Abstract

Ring-shaped, oligomeric ATPases are essential for a variety of cellular processes ranging from protein and nucleic acid metabolism to organelle transport. A subset of these motor proteins, the hexameric helicases, couple the binding and hydrolysis of ATP to the physical manipulation of nucleic acids to support essential cellular processes such as gene regulation, DNA replication, and DNA repair. How nucleotide turnover is coordinated between six independent motor subunits to generate helicase movement has been a long-standing question in the field.
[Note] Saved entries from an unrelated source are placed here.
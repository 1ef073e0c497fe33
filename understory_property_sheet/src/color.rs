// Copyright 2025 the Understory Authors
// SPDX-License-Identifier: Apache-2.0 OR MIT

//! Color properties.
//!
//! The editor is a button that would open the host's color picker; the
//! picker's answer is handed to [`ColorButton::pick`].

use alloc::format;
use alloc::string::String;

use peniko::Color;

use crate::error::ViewFault;
use crate::kind::{EditorWidget, PropertyKind};
use crate::property::Property;
use crate::state::ViewState;

/// Darkening applied to the lower edge of a swatch.
const SHADE_FACTOR: f32 = 0.9;

/// A button showing the current color as its icon.
#[derive(Clone, Debug, PartialEq)]
pub struct ColorButton {
    color: Color,
    state: ViewState,
    writes: usize,
}

impl ColorButton {
    /// Returns the color of the icon.
    #[must_use]
    pub fn color(&self) -> Color {
        self.color
    }

    /// Simulates the user accepting `color` in the picker.
    pub fn pick(&mut self, color: Color) {
        if self.color != color {
            self.color = color;
            self.writes += 1;
        }
    }

    /// Number of writes that changed the icon.
    #[must_use]
    pub fn writes(&self) -> usize {
        self.writes
    }
}

impl EditorWidget for ColorButton {
    fn set_view_state(&mut self, state: ViewState) {
        self.state = state;
    }

    fn view_state(&self) -> ViewState {
        self.state
    }
}

/// A swatch filled with a vertical gradient from a slightly darker shade up to
/// the color.
#[derive(Clone, Debug, PartialEq)]
pub struct ColorSwatch {
    color: Color,
    shade: Color,
}

impl ColorSwatch {
    fn new(color: Color) -> Self {
        Self {
            color,
            shade: shade_of(color),
        }
    }

    /// Returns the color at the top of the swatch.
    #[must_use]
    pub fn color(&self) -> Color {
        self.color
    }

    /// Returns the darker color at the bottom of the swatch.
    #[must_use]
    pub fn shade(&self) -> Color {
        self.shade
    }
}

fn shade_of(color: Color) -> Color {
    let rgba = color.to_rgba8();
    #[expect(
        clippy::cast_possible_truncation,
        reason = "channels scaled by a factor below one stay within u8"
    )]
    let darken = |c: u8| (f32::from(c) * SHADE_FACTOR) as u8;
    Color::from_rgba8(darken(rgba.r), darken(rgba.g), darken(rgba.b), rgba.a)
}

/// Color kind.
#[derive(Clone, Copy, Debug, Default, PartialEq, Eq)]
pub struct ColorKind;

impl PropertyKind for ColorKind {
    type Value = Color;
    type Editor = ColorButton;
    type Viewer = ColorSwatch;

    fn create_editor(&self, value: &Color) -> ColorButton {
        ColorButton {
            color: *value,
            state: ViewState::default(),
            writes: 0,
        }
    }

    fn create_viewer(&self, value: &Color) -> ColorSwatch {
        ColorSwatch::new(*value)
    }

    fn update_editor(&self, editor: &mut ColorButton, value: &Color) -> Result<(), ViewFault> {
        editor.pick(*value);
        Ok(())
    }

    fn update_viewer(&self, viewer: &mut ColorSwatch, value: &Color) -> Result<(), ViewFault> {
        if viewer.color != *value {
            *viewer = ColorSwatch::new(*value);
        }
        Ok(())
    }

    fn read_editor(&self, editor: &ColorButton) -> Option<Color> {
        Some(editor.color)
    }

    fn describe(&self, value: &Color) -> String {
        let rgba = value.to_rgba8();
        format!("#{:02x}{:02x}{:02x}{:02x}", rgba.r, rgba.g, rgba.b, rgba.a)
    }
}

/// A color property.
pub type ColorProperty = Property<ColorKind>;

impl Property<ColorKind> {
    /// Creates a color property.
    #[must_use]
    pub fn new(name: impl Into<String>, color: Color) -> Self {
        Self::with_kind(name, ColorKind, color)
    }
}

impl Default for Property<ColorKind> {
    /// An unnamed black color property.
    fn default() -> Self {
        Self::new("", Color::BLACK)
    }
}

#[cfg(test)]
mod tests {
    use super::*;

    #[test]
    fn picking_updates_swatch() {
        let fill = ColorProperty::default();
        let editor = fill.create_editor();
        let viewer = fill.create_viewer();
        assert_eq!(viewer.widget().color(), Color::BLACK);

        let orange = Color::from_rgba8(200, 100, 50, 255);
        editor.edit(|button| button.pick(orange));
        assert_eq!(fill.value(), orange);
        assert_eq!(viewer.widget().color(), orange);
        assert_eq!(viewer.widget().shade(), Color::from_rgba8(180, 90, 45, 255));
        assert_eq!(fill.value_text(), "#c86432ff");
    }
}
The topological problem of how extended nucleic substrates are loaded into the central pore of a closed hexameric toroid is similarly not well-understood.Using the 300 kDa E. coli Rho protein as a model hexameric RNA/DNA helicase, we have examined these issues through a combined structural and biochemical approach. Models derived from high-resolution crystallographic and solution X-ray scattering data explain in molecular detail how the Rho ring opens and closes in response to substrate binding, how the ATP cycle is coordinated with RNA movement through the motor interior, and why certain helicase families translocate with a preferred directional polarity. We find an unexpectedly rich array of physical connectors that sense the RNA binding status of individual subunits in the motor, and that appear to couple these states to the timing of ATP hydrolysis in a manner that is responsive to the base sequence of the substrate. These studies highlight the physical complexity of hexameric helicases, and suggest that related motor proteins utilize similarly intricate chemomechanical linkage mechanisms.